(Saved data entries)
┄┄┄┄┄┄┄┄┄┄

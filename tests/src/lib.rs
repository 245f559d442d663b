//! End-to-end checks of the discovery engine against loopback services.

mod discovery;
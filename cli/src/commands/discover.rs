use std::time::{Duration, Instant};

use anyhow::{Context, bail};
use colored::*;
use indicatif::ProgressStyle;
use tracing::{Instrument, info_span, warn};
use tracing_indicatif::span_ext::IndicatifSpanExt;

use assetr_common::config::DiscoveryConfig;
use assetr_common::network::host::HostRecord;
use assetr_common::network::interface;
use assetr_common::network::target::TargetSpec;
use assetr_core::Discovery;
use assetr_core::vendors::OuiVendorLookup;

use crate::commands::DiscoverArgs;
use crate::terminal::{colors, format, print};

pub async fn discover(args: &DiscoverArgs) -> anyhow::Result<()> {
    let spec = target_spec(args)?;
    let cfg = discovery_config(args);

    print::aligned_line("Targets", spec.targets.len().to_string());
    print::aligned_line(
        "Iface",
        cfg.interface.clone().unwrap_or_else(|| "none".to_string()),
    );
    print::aligned_line("Ports", if args.ports { "yes" } else { "no" });

    let span = info_span!("discovery", indicatif.pb_show = true);
    span.pb_set_style(&spinner_style());
    span.pb_set_message("Probing...");

    let progress_span = span.clone();
    let mut discovery = Discovery::new(cfg).with_progress(move |count| {
        progress_span.pb_set_message(&format!(
            "Identified {} hosts so far...",
            count.to_string().green().bold()
        ));
    });
    if args.oui {
        discovery = discovery.with_vendor_lookup(OuiVendorLookup);
    }

    let started: Instant = Instant::now();
    let hosts: Vec<HostRecord> = discovery
        .discover(&spec, args.ports)
        .instrument(span.clone())
        .await?;

    // the spinner closes with its last span handle
    drop(discovery);
    drop(span);

    discovery_ends(&hosts, started.elapsed());
    Ok(())
}

fn target_spec(args: &DiscoverArgs) -> anyhow::Result<TargetSpec> {
    let mut spec = TargetSpec::parse_list(&args.targets.join(","))?;

    if let Some(path) = &args.file {
        let content = std::fs::read_to_string(path)
            .with_context(|| format!("reading targets from {}", path.display()))?;
        spec.extend(TargetSpec::parse_file(&content)?);
    }

    if spec.is_empty() {
        bail!("no targets given, pass addresses, prefixes, `lan` or --file");
    }
    Ok(spec)
}

fn discovery_config(args: &DiscoverArgs) -> DiscoveryConfig {
    let mut cfg = DiscoveryConfig::default();

    cfg.interface = match &args.interface {
        Some(name) => Some(name.clone()),
        None => {
            let detected = interface::detect_lan_interface().map(|i| i.name);
            if detected.is_none() {
                warn!("no LAN interface detected, every target is treated as remote");
            }
            detected
        }
    };

    cfg.methods.link_layer = !args.no_arp;
    cfg.methods.echo = !args.no_echo;
    cfg.methods.connect = !args.no_connect;
    cfg.resolve_hostnames = !args.no_dns;
    cfg.dns_server = args.dns_server;
    cfg.strict_link_layer = args.strict;
    cfg
}

fn spinner_style() -> ProgressStyle {
    ProgressStyle::with_template("{spinner:.blue} {msg}")
        .unwrap_or_else(|_| ProgressStyle::default_spinner())
        .tick_strings(&[
            "▁▁▁▁▁",
            "▁▂▂▂▁",
            "▁▄▂▄▁",
            "▂▄▆▄▂",
            "▄▆█▆▄",
            "▂▄▆▄▂",
            "▁▄▂▄▁",
            "▁▂▂▂▁",
        ])
}

fn discovery_ends(hosts: &[HostRecord], total_time: Duration) {
    if hosts.is_empty() {
        print::header("zero hosts detected");
        print::no_results();
        return;
    }

    print::header("network discovery");
    print_hosts(hosts);
    print_summary(hosts, total_time);
}

fn print_hosts(hosts: &[HostRecord]) {
    for (idx, host) in hosts.iter().enumerate() {
        let name = host.hostname.as_deref().unwrap_or("No hostname");
        print::tree_head(idx, name);
        print::as_tree_one_level(format::host_details(host));
        if idx + 1 != hosts.len() {
            print::blank();
        }
    }
}

fn print_summary(hosts: &[HostRecord], total_time: Duration) {
    let open_ports: usize = hosts.iter().map(|h| h.open_ports().count()).sum();
    let hosts_text = format!("{} active hosts", hosts.len());
    let ports_text = format!("{open_ports} open ports");
    let time_text = format!("{:.2}s", total_time.as_secs_f64());

    let plain = format!("Discovery Complete: {hosts_text}, {ports_text} in {time_text}");
    let output = format!(
        "{} {}, {} in {}",
        "Discovery Complete:".color(colors::TEXT_DEFAULT),
        hosts_text.bold().green(),
        ports_text.bold().green(),
        time_text.bold().yellow()
    );

    print::fat_separator();
    print::centerln(&output, plain.chars().count());
}

// ╔════════════════════════════════════════════╗
// ║ ████████╗███████╗███████╗████████╗███████╗ ║
// ║ ╚══██╔══╝██╔════╝██╔════╝╚══██╔══╝██╔════╝ ║
// ║    ██║   █████╗  ███████╗   ██║   ███████╗ ║
// ║    ██║   ██╔══╝  ╚════██║   ██║   ╚════██║ ║
// ║    ██║   ███████╗███████║   ██║   ███████║ ║
// ║    ╚═╝   ╚══════╝╚══════╝   ╚═╝   ╚══════╝ ║
// ╚════════════════════════════════════════════╝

┄┄┄┄┄┄┄┄┄┄

Read through the entries and copy each line in which "filename" appears.

* Output of the exercise *
filename tests/src/lib.rs
filename cli/src/commands/discover.rs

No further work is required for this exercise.